Exercise details:
The word "CancellationToken" marks the lines to find; copy every such line from the data below.

Records shown:

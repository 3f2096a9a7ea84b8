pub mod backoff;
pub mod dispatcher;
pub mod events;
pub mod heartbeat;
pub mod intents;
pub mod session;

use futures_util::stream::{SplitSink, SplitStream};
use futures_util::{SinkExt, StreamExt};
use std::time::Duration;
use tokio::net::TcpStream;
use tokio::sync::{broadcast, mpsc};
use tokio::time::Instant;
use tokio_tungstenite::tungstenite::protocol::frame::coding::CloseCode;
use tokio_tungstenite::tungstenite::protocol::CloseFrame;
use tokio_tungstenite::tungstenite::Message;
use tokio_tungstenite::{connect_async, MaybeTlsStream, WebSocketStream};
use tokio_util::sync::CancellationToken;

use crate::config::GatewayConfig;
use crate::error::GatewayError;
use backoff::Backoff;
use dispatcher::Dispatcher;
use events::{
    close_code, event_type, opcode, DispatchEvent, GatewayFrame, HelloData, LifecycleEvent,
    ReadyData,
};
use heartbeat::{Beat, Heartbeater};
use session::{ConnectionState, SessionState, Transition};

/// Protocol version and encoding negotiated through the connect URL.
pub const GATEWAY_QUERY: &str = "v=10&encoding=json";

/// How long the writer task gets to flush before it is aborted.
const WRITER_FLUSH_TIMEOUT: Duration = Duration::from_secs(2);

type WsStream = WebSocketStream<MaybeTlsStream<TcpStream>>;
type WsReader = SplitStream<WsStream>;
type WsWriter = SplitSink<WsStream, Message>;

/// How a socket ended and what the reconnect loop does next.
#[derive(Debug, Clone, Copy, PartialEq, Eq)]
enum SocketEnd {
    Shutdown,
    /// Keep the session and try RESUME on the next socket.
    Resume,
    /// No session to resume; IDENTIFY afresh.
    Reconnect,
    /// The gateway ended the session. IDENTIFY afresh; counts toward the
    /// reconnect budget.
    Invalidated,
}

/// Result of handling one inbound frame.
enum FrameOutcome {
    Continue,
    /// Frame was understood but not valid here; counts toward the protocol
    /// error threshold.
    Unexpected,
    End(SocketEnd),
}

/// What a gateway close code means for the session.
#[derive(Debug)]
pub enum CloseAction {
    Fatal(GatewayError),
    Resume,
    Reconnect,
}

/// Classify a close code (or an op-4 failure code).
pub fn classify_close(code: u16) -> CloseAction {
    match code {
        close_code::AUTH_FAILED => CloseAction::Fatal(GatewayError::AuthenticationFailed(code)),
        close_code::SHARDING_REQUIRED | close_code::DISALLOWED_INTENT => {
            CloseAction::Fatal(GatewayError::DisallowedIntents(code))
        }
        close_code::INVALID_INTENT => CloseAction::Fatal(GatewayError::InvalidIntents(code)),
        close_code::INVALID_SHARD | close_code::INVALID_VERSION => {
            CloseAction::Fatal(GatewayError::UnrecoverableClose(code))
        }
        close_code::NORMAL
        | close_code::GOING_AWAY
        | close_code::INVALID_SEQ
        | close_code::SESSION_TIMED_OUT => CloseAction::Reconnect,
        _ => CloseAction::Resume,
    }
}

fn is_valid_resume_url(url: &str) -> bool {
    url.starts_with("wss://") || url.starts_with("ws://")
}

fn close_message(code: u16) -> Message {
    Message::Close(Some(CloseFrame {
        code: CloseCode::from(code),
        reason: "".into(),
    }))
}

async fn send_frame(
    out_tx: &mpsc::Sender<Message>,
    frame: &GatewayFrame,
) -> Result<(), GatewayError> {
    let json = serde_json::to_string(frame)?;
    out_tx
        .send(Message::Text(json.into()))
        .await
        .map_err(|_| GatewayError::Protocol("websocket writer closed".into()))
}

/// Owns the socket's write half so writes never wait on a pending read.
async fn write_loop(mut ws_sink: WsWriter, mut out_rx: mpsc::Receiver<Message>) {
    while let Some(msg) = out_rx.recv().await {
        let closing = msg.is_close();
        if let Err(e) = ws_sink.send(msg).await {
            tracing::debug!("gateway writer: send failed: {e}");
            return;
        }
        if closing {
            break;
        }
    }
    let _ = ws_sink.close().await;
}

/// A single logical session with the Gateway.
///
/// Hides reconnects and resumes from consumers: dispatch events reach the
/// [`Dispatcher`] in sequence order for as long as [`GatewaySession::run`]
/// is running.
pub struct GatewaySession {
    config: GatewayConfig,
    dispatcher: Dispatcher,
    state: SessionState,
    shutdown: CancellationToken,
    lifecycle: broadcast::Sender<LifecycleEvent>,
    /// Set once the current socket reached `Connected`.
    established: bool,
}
* * *
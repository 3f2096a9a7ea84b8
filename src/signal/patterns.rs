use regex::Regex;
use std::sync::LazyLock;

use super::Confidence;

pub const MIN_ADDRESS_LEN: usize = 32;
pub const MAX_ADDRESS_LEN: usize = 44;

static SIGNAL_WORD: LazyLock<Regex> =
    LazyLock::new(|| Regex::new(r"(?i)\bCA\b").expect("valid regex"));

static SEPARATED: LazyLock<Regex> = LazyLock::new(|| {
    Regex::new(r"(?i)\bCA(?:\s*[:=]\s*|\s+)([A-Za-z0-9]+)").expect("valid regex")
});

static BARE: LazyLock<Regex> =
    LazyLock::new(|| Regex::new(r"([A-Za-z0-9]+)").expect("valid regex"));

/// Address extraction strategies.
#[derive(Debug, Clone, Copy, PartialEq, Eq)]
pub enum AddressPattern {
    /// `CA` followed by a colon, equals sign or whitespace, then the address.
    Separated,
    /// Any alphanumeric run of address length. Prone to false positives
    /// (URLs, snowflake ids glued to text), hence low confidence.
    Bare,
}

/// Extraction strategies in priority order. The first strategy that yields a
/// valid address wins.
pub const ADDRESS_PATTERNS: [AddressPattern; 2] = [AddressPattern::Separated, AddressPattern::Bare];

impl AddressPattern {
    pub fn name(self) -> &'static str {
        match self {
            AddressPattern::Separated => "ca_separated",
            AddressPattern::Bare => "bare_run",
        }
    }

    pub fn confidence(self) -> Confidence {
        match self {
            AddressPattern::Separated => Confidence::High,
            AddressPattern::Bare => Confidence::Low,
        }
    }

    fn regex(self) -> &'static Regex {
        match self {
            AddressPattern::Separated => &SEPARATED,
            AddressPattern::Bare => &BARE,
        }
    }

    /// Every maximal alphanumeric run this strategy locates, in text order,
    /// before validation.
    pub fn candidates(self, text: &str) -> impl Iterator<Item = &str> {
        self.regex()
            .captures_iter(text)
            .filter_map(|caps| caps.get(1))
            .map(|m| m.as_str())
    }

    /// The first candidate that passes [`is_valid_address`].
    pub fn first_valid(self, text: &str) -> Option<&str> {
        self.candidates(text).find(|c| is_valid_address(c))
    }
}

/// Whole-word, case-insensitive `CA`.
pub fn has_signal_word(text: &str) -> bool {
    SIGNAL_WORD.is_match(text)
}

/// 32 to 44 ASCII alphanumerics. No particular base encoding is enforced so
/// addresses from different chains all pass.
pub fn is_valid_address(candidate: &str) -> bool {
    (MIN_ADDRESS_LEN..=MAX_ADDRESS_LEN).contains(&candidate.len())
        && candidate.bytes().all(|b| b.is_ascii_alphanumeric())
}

Reply to the exercise:
use tokio_util::sync::CancellationToken;
    shutdown: CancellationToken,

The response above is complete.